Going back to the case of Sofía Táboas, it seems relevant to highlight, among the saturation of complaints, some comments that place instant invalidation into perspective. These suggest reading the piece, rather than as an individual object, within the framework of the artist’s other productions. Likewise, this perspective proposes to situate the reading of Línea térmica within the framework of the entire exhibition, which metaphorically addresses the transcendence of our experience as a species with respect to temperature changes and transitional spaces. This reflection is framed within the awareness of the planetary crisis of environmental collapse caused by climate change.

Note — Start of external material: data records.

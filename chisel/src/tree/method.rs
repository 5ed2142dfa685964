use std::borrow::Cow;
use std::fmt::{Debug, Formatter};
use crate::macros::{from_impl_for_string_and_str, make_display, partial_eq_impl_for_str};
use crate::tree::class::ClassName;
use crate::tree::code::Code;

#[derive(Debug, Clone, PartialEq)]
pub struct Method {
	pub access: MethodAccess,
	pub name: MethodName,
	pub descriptor: MethodDescriptor,

	pub code: Option<Code>,
}

impl Method {
	pub fn new(access: MethodAccess, name: MethodName, descriptor: MethodDescriptor) -> Method {
		Method {
			access,
			name,
			descriptor,

			code: None,
		}
	}

	/// A constructor is a method named `<init>`.
	pub fn is_constructor(&self) -> bool {
		self.name == *"<init>"
	}

	/// A class initialiser is a method named `<clinit>`.
	pub fn is_class_initialiser(&self) -> bool {
		self.name == *"<clinit>"
	}
}

#[derive(Copy, Clone, Default, Hash, Eq, PartialEq)]
pub struct MethodAccess {
	pub is_public: bool,
	pub is_private: bool,
	pub is_protected: bool,
	pub is_static: bool,
	pub is_final: bool,
	pub is_synchronized: bool,
	pub is_bridge: bool,
	pub is_varargs: bool,
	pub is_native: bool,
	pub is_abstract: bool,
	pub is_strict: bool,
	pub is_synthetic: bool,
}

impl Debug for MethodAccess {
	fn fmt(&self, f: &mut Formatter<'_>) -> std::fmt::Result {
		f.write_str("MethodAccess { ")?;
		if self.is_public       { f.write_str("public ")?; }
		if self.is_private      { f.write_str("private ")?; }
		if self.is_protected    { f.write_str("protected ")?; }
		if self.is_static       { f.write_str("static ")?; }
		if self.is_final        { f.write_str("final ")?; }
		if self.is_synchronized { f.write_str("synchronized ")?; }
		if self.is_bridge       { f.write_str("bridge ")?; }
		if self.is_varargs      { f.write_str("varargs ")?; }
		if self.is_native       { f.write_str("native ")?; }
		if self.is_abstract     { f.write_str("abstract ")?; }
		if self.is_strict       { f.write_str("strict ")?; }
		if self.is_synthetic    { f.write_str("synthetic ")?; }
		f.write_str("}")
	}
}

impl From<u16> for MethodAccess {
	fn from(value: u16) -> Self {
		MethodAccess {
			is_public:       value & 0x0001 != 0,
			is_private:      value & 0x0002 != 0,
			is_protected:    value & 0x0004 != 0,
			is_static:       value & 0x0008 != 0,
			is_final:        value & 0x0010 != 0,
			is_synchronized: value & 0x0020 != 0,
			is_bridge:       value & 0x0040 != 0,
			is_varargs:      value & 0x0080 != 0,
			is_native:       value & 0x0100 != 0,
			is_abstract:     value & 0x0400 != 0,
			is_strict:       value & 0x0800 != 0,
			is_synthetic:    value & 0x1000 != 0,
		}
	}
}

impl From<MethodAccess> for u16 {
	fn from(value: MethodAccess) -> Self {
		(if value.is_public       { 0x0001 } else { 0 }) |
		(if value.is_private      { 0x0002 } else { 0 }) |
		(if value.is_protected    { 0x0004 } else { 0 }) |
		(if value.is_static       { 0x0008 } else { 0 }) |
		(if value.is_final        { 0x0010 } else { 0 }) |
		(if value.is_synchronized { 0x0020 } else { 0 }) |
		(if value.is_bridge       { 0x0040 } else { 0 }) |
		(if value.is_varargs      { 0x0080 } else { 0 }) |
		(if value.is_native       { 0x0100 } else { 0 }) |
		(if value.is_abstract     { 0x0400 } else { 0 }) |
		(if value.is_strict       { 0x0800 } else { 0 }) |
		(if value.is_synthetic    { 0x1000 } else { 0 })
	}
}

/// A method reference: owner class, method name and method descriptor.
#[derive(Debug, Clone, Eq, PartialEq, Ord, PartialOrd, Hash)]
pub struct MethodRef {
	pub class: ClassName,
	pub name: MethodName,
	pub desc: MethodDescriptor,
}

#[derive(Debug, Clone, Eq, PartialEq, Ord, PartialOrd, Hash)]
pub struct MethodNameAndDesc {
	pub name: MethodName,
	pub desc: MethodDescriptor,
}

impl MethodNameAndDesc {
	pub fn with_class(self, class: ClassName) -> MethodRef {
		MethodRef {
			class,
			name: self.name,
			desc: self.desc,
		}
	}
}

#[derive(Debug, Clone, Eq, PartialEq, Ord, PartialOrd, Hash)]
pub struct MethodName(Cow<'static, str>);

from_impl_for_string_and_str!(MethodName);
partial_eq_impl_for_str!(MethodName);
make_display!(MethodName);

#[derive(Debug, Clone, Eq, PartialEq, Ord, PartialOrd, Hash)]
pub struct MethodDescriptor(Cow<'static, str>);

from_impl_for_string_and_str!(MethodDescriptor);
partial_eq_impl_for_str!(MethodDescriptor);
make_display!(MethodDescriptor);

These arguments made me think about their authors. Some of them, active agents of the professional field of art. Thinking about them –and in relation to my own experience– led me to consider their profile and origin. These are not agents who benefit from the capitalization of art; some even suffer from a generalized labor precariousness in the cultural field. If they are not the ones who directly benefit from the commercialization of art, as their detractors claim, how did they approach art and become professionals in the field? I wonder if, for some time now, public policies for the circulation of contemporary art in museums have welcomed, by chance, a few individuals willing to try out the rules of the game. This possibility is enhanced by the availability of professionalization from professional education: are some audiences generated from a slow dynamic of assimilation of “the contemporary”?

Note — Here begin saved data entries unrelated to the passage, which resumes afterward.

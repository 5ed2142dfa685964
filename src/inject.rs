//! Injectors: fragments of code spliced into target method bodies at
//! selector-described instruction positions.

pub mod splice;
pub mod initialiser;

use anyhow::{bail, Context, Result};
use chisel::tree::class::ClassFile;
use chisel::tree::code::{Code, InstructionListEntry};
use crate::diag::{DiagnosticCategory, Diagnostics};
use crate::selector::query::{instructions_of, methods_of, MemberId, QueryResult};
use crate::selector::Selector;

/// A relocatable piece of code.
///
/// Locals with indices below `locals_base` refer to the target frame (the
/// receiver and arguments); locals at or above it are fragment scratch space
/// and get shifted onto freshly reserved slots when spliced.
#[derive(Debug, Clone, PartialEq)]
pub struct Fragment {
	pub instructions: Vec<InstructionListEntry>,
	/// How much operand stack the fragment needs on top of the target's.
	pub max_stack: u16,
	pub locals_base: u16,
	/// How many local slots past `locals_base` the fragment uses.
	pub locals_used: u16,
}

/// Where inside the selected method an injector's fragment lands.
#[derive(Debug, Clone)]
pub enum InjectionPoint {
	/// Before the first instruction.
	Head,
	/// Before the last return.
	Tail,
	/// Before every return.
	Return,
	/// Before every invoke instruction the selector matches.
	Invoke(Selector),
	/// Before every field access instruction the selector matches.
	FieldAccess(Selector),
}

impl InjectionPoint {
	/// All instruction indices this point names in the given body, ascending.
	pub fn find(&self, code: &Code) -> Vec<usize> {
		match self {
			InjectionPoint::Head => vec![0],
			InjectionPoint::Tail => {
				code.instructions.iter()
					.rposition(|entry| entry.instruction.is_return())
					.map(|index| vec![index])
					.unwrap_or_default()
			},
			InjectionPoint::Return => {
				code.instructions.iter().enumerate()
					.filter(|(_, entry)| entry.instruction.is_return())
					.map(|(index, _)| index)
					.collect()
			},
			InjectionPoint::Invoke(selector) => {
				Self::find_member_refs(selector, code, |index| code.instructions[index].instruction.is_invoke())
			},
			InjectionPoint::FieldAccess(selector) => {
				Self::find_member_refs(selector, code, |index| code.instructions[index].instruction.is_field_access())
			},
		}
	}

	fn find_member_refs(selector: &Selector, code: &Code, keep: impl Fn(usize) -> bool) -> Vec<usize> {
		let candidates: Vec<_> = instructions_of(code).into_iter()
			.filter(|candidate| match candidate.id {
				MemberId::Instruction(index) => keep(index),
				_ => false,
			})
			.collect();

		QueryResult::run(&[selector], &candidates).candidates().iter()
			.filter_map(|candidate| match candidate.id {
				MemberId::Instruction(index) => Some(index),
				_ => None,
			})
			.collect()
	}
}

/// One injection declaration: which method, where inside it, and what to splice.
#[derive(Debug, Clone)]
pub struct Injector {
	/// Where the declaration came from, for diagnostics.
	pub site: String,
	/// Lower priorities apply first.
	pub priority: i32,
	pub method: Selector,
	pub point: InjectionPoint,
	pub fragment: Fragment,
	/// The minimum number of splices this injector must achieve.
	pub require: usize,
}

/// Applies every injector to the class.
///
/// Injectors run ordered by priority (stable for equal priorities). An
/// injector whose method selector matches nothing is a resolution miss,
/// reported and skipped; an applied injector achieving fewer splices than
/// its `require` is an error.
pub fn apply_injectors(class: &mut ClassFile, injectors: &[Injector], diag: &Diagnostics) -> Result<()> {
	let mut ordered: Vec<&Injector> = injectors.iter().collect();
	ordered.sort_by_key(|injector| injector.priority);

	for injector in ordered {
		if let Err(e) = injector.method.validate() {
			diag.report(DiagnosticCategory::Parse, &injector.site, &format!("{e:#}"));
			return Err(e).with_context(|| format!("in injector at {}", injector.site));
		}

		let spliced = apply_one(class, injector, diag)?;
		if spliced < injector.require {
			bail!(
				"injector at {} spliced {spliced} times but requires at least {}",
				injector.site, injector.require,
			);
		}
	}

	Ok(())
}

fn apply_one(class: &mut ClassFile, injector: &Injector, diag: &Diagnostics) -> Result<usize> {
	let method_index = {
		let candidates = methods_of(class);
		let result = QueryResult::run(&[&injector.method], &candidates);

		if result.is_empty() {
			diag.report(
				DiagnosticCategory::ResolutionMiss,
				&injector.site,
				&format!("selector {} matches no method in {}", injector.method, class.name),
			);
			return Ok(0);
		}

		let single = match result.single_result(true) {
			Ok(single) => single,
			Err(e) => {
				// only ambiguity remains, the empty case returned above
				diag.report(
					DiagnosticCategory::Ambiguity,
					&injector.site,
					&format!("selector {} in {}: {e:#}", injector.method, class.name),
				);
				return Err(e).with_context(|| format!("in injector at {}", injector.site));
			},
		};
		match single.id {
			MemberId::Method(index) => index,
			_ => bail!("method selector at {} resolved to a non-method", injector.site),
		}
	};

	let method = &mut class.methods[method_index];
	let Some(code) = &mut method.code else {
		diag.report(
			DiagnosticCategory::ResolutionMiss,
			&injector.site,
			&format!("method {}{} has no body", method.name, method.descriptor),
		);
		return Ok(0);
	};

	let mut points = injector.point.find(code);
	if points.is_empty() {
		diag.report(
			DiagnosticCategory::ResolutionMiss,
			&injector.site,
			&format!("no injection point in {}{}", method.name, method.descriptor),
		);
		return Ok(0);
	}

	// splice back-to-front so earlier indices stay valid
	points.sort_unstable();
	for &at in points.iter().rev() {
		splice::splice(code, at, &injector.fragment)
			.with_context(|| format!("in injector at {}", injector.site))?;
	}

	Ok(points.len())
}

#[cfg(test)]
mod testing {
	use pretty_assertions::assert_eq;
	use chisel::tree::class::{ClassAccess, ClassName};
	use chisel::tree::code::{Instruction, InstructionListEntry, LvIndex};
	use chisel::tree::method::{Method, MethodAccess, MethodDescriptor, MethodName, MethodRef};
	use crate::selector::dynamic::DynamicSelectorRegistry;
	use crate::selector::{parse, ParseContext};
	use super::*;

	fn marker(value: Instruction) -> Fragment {
		Fragment {
			instructions: vec![InstructionListEntry::new(value)],
			max_stack: 1,
			locals_base: 0,
			locals_used: 0,
		}
	}

	fn target_class() -> ClassFile {
		let mut code = Code::new();
		code.instructions = vec![
			InstructionListEntry::new(Instruction::ILoad(LvIndex { index: 1 })),
			InstructionListEntry::new(Instruction::InvokeVirtual(MethodRef {
				class: ClassName::from("foo/Helper"),
				name: MethodName::from("help"),
				desc: MethodDescriptor::from("(I)V"),
			})),
			InstructionListEntry::new(Instruction::Return),
		];
		code.max_stack = Some(2);
		code.max_locals = Some(2);

		let mut method = Method::new(
			MethodAccess::default(),
			MethodName::from("run"),
			MethodDescriptor::from("(I)V"),
		);
		method.code = Some(code);

		let mut class = ClassFile::new(
			ClassAccess::default(),
			ClassName::from("foo/Target"),
			Some(ClassName::JAVA_LANG_OBJECT),
			Vec::new(),
		);
		class.methods.push(method);
		class
	}

	fn injector(site: &str, priority: i32, point: InjectionPoint, value: Instruction) -> Injector {
		let registry = DynamicSelectorRegistry::with_builtins();
		let context = ParseContext::new(&registry);
		Injector {
			site: site.to_owned(),
			priority,
			method: parse("run(I)V", &context),
			point,
			fragment: marker(value),
			require: 1,
		}
	}

	#[test]
	fn head_and_priority_order() -> Result<()> {
		let mut class = target_class();
		let diag = Diagnostics::new();

		// the lower priority applies first, so the higher one's head splice
		// ends up in front of it
		let injectors = vec![
			injector("b", 1000, InjectionPoint::Head, Instruction::IConst1),
			injector("a", 0, InjectionPoint::Head, Instruction::IConst0),
		];
		apply_injectors(&mut class, &injectors, &diag)?;

		let code = class.methods[0].code.as_ref().unwrap();
		assert_eq!(code.instructions[0].instruction, Instruction::IConst1);
		assert_eq!(code.instructions[1].instruction, Instruction::IConst0);
		Ok(())
	}

	#[test]
	fn invoke_point() -> Result<()> {
		let mut class = target_class();
		let diag = Diagnostics::new();

		let registry = DynamicSelectorRegistry::with_builtins();
		let context = ParseContext::new(&registry);
		let injectors = vec![Injector {
			site: "test".to_owned(),
			priority: 0,
			method: parse("run(I)V", &context),
			point: InjectionPoint::Invoke(parse("Lfoo/Helper;help(I)V", &context)),
			fragment: marker(Instruction::Nop),
			require: 1,
		}];
		apply_injectors(&mut class, &injectors, &diag)?;

		let code = class.methods[0].code.as_ref().unwrap();
		assert_eq!(code.instructions[1].instruction, Instruction::Nop);
		Ok(())
	}

	#[test]
	fn invalid_selector_is_an_error() {
		let mut class = target_class();
		let diag = Diagnostics::new();

		let registry = DynamicSelectorRegistry::with_builtins();
		let context = ParseContext::new(&registry);
		let injectors = vec![Injector {
			site: "test".to_owned(),
			priority: 0,
			method: parse("run(", &context),
			point: InjectionPoint::Head,
			fragment: marker(Instruction::Nop),
			require: 0,
		}];

		assert!(apply_injectors(&mut class, &injectors, &diag).is_err());
	}

	#[test]
	fn ambiguous_selector_is_an_error() {
		let mut class = target_class();
		// a second case-tier collision, so neither candidate is exact
		let mut other = Method::new(
			MethodAccess::default(),
			MethodName::from("RUN"),
			MethodDescriptor::from("(I)V"),
		);
		other.code = Some(Code::new());
		class.methods.push(other);
		class.methods[0].name = MethodName::from("Run");

		let diag = Diagnostics::new();
		let registry = DynamicSelectorRegistry::with_builtins();
		let context = ParseContext::new(&registry);
		let injectors = vec![Injector {
			site: "test".to_owned(),
			priority: 0,
			method: parse("run(I)V", &context),
			point: InjectionPoint::Head,
			fragment: marker(Instruction::Nop),
			require: 1,
		}];

		assert!(apply_injectors(&mut class, &injectors, &diag).is_err());
	}

	#[test]
	fn unmet_require_is_an_error() {
		let mut class = target_class();
		let diag = Diagnostics::new();

		let registry = DynamicSelectorRegistry::with_builtins();
		let context = ParseContext::new(&registry);
		let injectors = vec![Injector {
			site: "test".to_owned(),
			priority: 0,
			method: parse("missing()V", &context),
			point: InjectionPoint::Head,
			fragment: marker(Instruction::Nop),
			require: 1,
		}];

		assert!(apply_injectors(&mut class, &injectors, &diag).is_err());
	}
}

For some time now, the divisions between high and low culture have been in crisis, which is precisely one of the principles that allows for a broad spectrum of contemporary media. Also, this openness is intended to move away from an illusion of consensus in terms of aesthetic judgment, why should we all like the same thing? The lack of interest in delving into the experience of contemporary art is also a symptom of a structural condition that hinders experimentation with sensibility. In a context where the adversity of daily life is pressing, what priority can be given to experiencing a work that requires us to put ourselves in crisis in order to understand it? To what extent can we be aware of this and propose actions from there?

We know that art museums have been in a stage of profound adjustment for several decades. Recognizing their colonial and exclusionary origin implies reviewing their possible fields of action. However, their versatility and openness to the public continue to make them spaces of possibility in the contextual landscape of the present. In that sense, following the approaches of an art that proposes to use the power of creativity to dissolve its limits and apply it to life, it is in museums where one can coexist and be infected by discourses, dialogue and perhaps disagree with them. How do we invite more people to participate this game?